Problem statement.
What lines in the records below mention "info"? List them all.

Input.
********************
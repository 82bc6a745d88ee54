//! Chunked file download over the correlated command channel.
//!
//! The peripheral serves one file, one bounded notification at a time.
//! The host never asks for a chunk length; it asks for "bytes from
//! offset N" and takes whatever the peripheral sends (nominally 512 raw
//! bytes, hex-encoded).
//!
//! ```text
//! data_stats           ──▶  "<filename>,<total_bytes>"
//! data_bytes,0         ──▶  "<hex>"            append min(len, total-0)
//! data_bytes,<offset>  ──▶  "<hex>"            append min(len, total-offset)
//! ...                                          until offset == total
//! ```
//!
//! A failed round ends the download; nothing is retried. The partial
//! output is kept and reported, never silently discarded.

use core::time::Duration;
use std::io::Write;

use log::{info, warn};

use super::codec::{self, Command, FileStats};
use super::correlator::Correlator;
use super::transport::Transport;
use crate::app::events::{LinkEvent, percent};
use crate::app::ports::{EventSink, SinkProvider};
use crate::error::{Error, Result};

/// How a download ended once its sink was open.
#[derive(Debug, Clone, PartialEq, Eq)]
pub enum TransferStatus {
    /// `bytes_written == total_bytes`.
    Complete,
    /// The fetch loop stopped early for the given reason.
    Incomplete(Error),
}

/// Summary of one download.
#[derive(Debug, Clone, PartialEq, Eq)]
pub struct TransferReport {
    pub filename: String,
    pub total_bytes: u64,
    pub bytes_written: u64,
    pub status: TransferStatus,
}

impl TransferReport {
    pub fn is_complete(&self) -> bool {
        self.status == TransferStatus::Complete
    }

    pub fn percent(&self) -> f64 {
        percent(self.bytes_written, self.total_bytes)
    }

    /// Turn an incomplete transfer into its abort cause.
    pub fn into_result(self) -> Result<Self> {
        match self.status {
            TransferStatus::Complete => Ok(self),
            TransferStatus::Incomplete(cause) => Err(cause),
        }
    }
}

// ── Transfer session ─────────────────────────────────────────

/// Open download: declared size, progress, and the owned sink.
///
/// Invariant: `0 <= written <= total`. Appends are sequential only.
struct TransferSession<W: Write> {
    stats: FileStats,
    written: u64,
    sink: W,
}

impl<W: Write> TransferSession<W> {
    fn new(stats: FileStats, sink: W) -> Self {
        Self {
            stats,
            written: 0,
            sink,
        }
    }

    fn remaining(&self) -> u64 {
        self.stats.total_bytes - self.written
    }

    fn is_done(&self) -> bool {
        self.written == self.stats.total_bytes
    }

    /// Append the prefix of `chunk` that fits before the declared end of
    /// file. Returns the number of bytes written.
    fn append(&mut self, chunk: &[u8]) -> Result<u64> {
        let n = (chunk.len() as u64).min(self.remaining());
        self.sink.write_all(&chunk[..n as usize])?;
        self.written += n;
        Ok(n)
    }
}

// ── Driver ───────────────────────────────────────────────────

/// Stats query plus fetch loop.
#[derive(Debug, Clone, Copy)]
pub struct ChunkedDownload {
    stats_timeout: Duration,
    chunk_timeout: Duration,
}

impl ChunkedDownload {
    pub const DEFAULT_STATS_TIMEOUT: Duration = Duration::from_secs(5);
    pub const DEFAULT_CHUNK_TIMEOUT: Duration = Duration::from_secs(10);

    pub fn new(stats_timeout: Duration, chunk_timeout: Duration) -> Self {
        Self {
            stats_timeout,
            chunk_timeout,
        }
    }

    /// Ask the peripheral which file it serves and how large it is.
    pub async fn query_stats<T: Transport>(&self, link: &mut Correlator<T>) -> Result<FileStats> {
        let outcome = link
            .send_and_await(&Command::data_stats(), self.stats_timeout)
            .await?;
        let Some(reply) = outcome.into_text() else {
            warn!("no reply to data_stats");
            return Err(Error::NoResponse);
        };
        // A filename may itself start with "error", so shape is checked first.
        let stats = match codec::parse_stats(&reply) {
            Ok(stats) => stats,
            Err(_) if codec::is_error_reply(&reply) => {
                warn!("data_stats rejected: {}", reply);
                return Err(Error::Peripheral(reply));
            }
            Err(e) => {
                warn!("unexpected stats reply format: {}", reply);
                return Err(e);
            }
        };
        info!("file: {}, total size: {} bytes", stats.filename, stats.total_bytes);
        Ok(stats)
    }

    /// Download the peripheral's file into a sink from `sinks`.
    ///
    /// Errors before the sink is opened (no stats reply, bad stats shape,
    /// sink creation failure, transport failure on the stats write) are
    /// returned as `Err`. Once the sink is open the result is always a
    /// report; an early stop is `TransferStatus::Incomplete`.
    pub async fn run<T, P, E>(
        &self,
        link: &mut Correlator<T>,
        sinks: &mut P,
        events: &mut E,
    ) -> Result<TransferReport>
    where
        T: Transport,
        P: SinkProvider,
        E: EventSink,
    {
        let stats = self.query_stats(link).await?;
        let sink = sinks.create(&stats.filename)?;

        events.emit(&LinkEvent::TransferStarted {
            filename: stats.filename.clone(),
            total_bytes: stats.total_bytes,
        });

        let mut session = TransferSession::new(stats, sink);
        let mut status = match self.fetch_all(link, &mut session, events).await {
            Ok(()) => TransferStatus::Complete,
            Err(cause) => TransferStatus::Incomplete(cause),
        };
        if let Err(e) = session.sink.flush() {
            if status == TransferStatus::Complete {
                status = TransferStatus::Incomplete(e.into());
            }
        }

        let TransferSession {
            stats,
            written,
            sink,
        } = session;
        drop(sink);

        match &status {
            TransferStatus::Complete => events.emit(&LinkEvent::TransferComplete {
                filename: stats.filename.clone(),
                bytes: written,
            }),
            TransferStatus::Incomplete(cause) => events.emit(&LinkEvent::TransferAborted {
                written,
                total: stats.total_bytes,
                cause: cause.clone(),
            }),
        }

        Ok(TransferReport {
            filename: stats.filename,
            total_bytes: stats.total_bytes,
            bytes_written: written,
            status,
        })
    }

    /// Fetch loop. Returns on completion or on the first failed round.
    async fn fetch_all<T, W, E>(
        &self,
        link: &mut Correlator<T>,
        session: &mut TransferSession<W>,
        events: &mut E,
    ) -> Result<()>
    where
        T: Transport,
        W: Write,
        E: EventSink,
    {
        let total = session.stats.total_bytes;

        while !session.is_done() {
            let offset = session.written;
            let outcome = link
                .send_and_await(&Command::data_bytes(offset), self.chunk_timeout)
                .await?;

            let Some(reply) = outcome.into_text() else {
                warn!("no response for offset {}", offset);
                return Err(Error::IncompleteTransfer { offset, total });
            };
            if codec::is_error_reply(&reply) {
                warn!("error at offset {}: {}", offset, reply);
                return Err(Error::Peripheral(reply));
            }
            let chunk = codec::decode_hex(&reply).inspect_err(|_| {
                warn!("failed to parse hex data at offset {}", offset);
            })?;

            let n = session.append(&chunk)?;
            if n == 0 {
                // Zero progress before EOF would otherwise loop forever.
                warn!("empty chunk at offset {}", offset);
                return Err(Error::Stalled { offset });
            }

            events.emit(&LinkEvent::TransferProgress {
                written: session.written,
                total,
            });
        }

        Ok(())
    }
}

impl Default for ChunkedDownload {
    fn default() -> Self {
        Self::new(Self::DEFAULT_STATS_TIMEOUT, Self::DEFAULT_CHUNK_TIMEOUT)
    }
}

// ── Tests ────────────────────────────────────────────────────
********************
Solution to this task.
use log::{info, warn};
        info!("file: {}, total size: {} bytes", stats.filename, stats.total_bytes);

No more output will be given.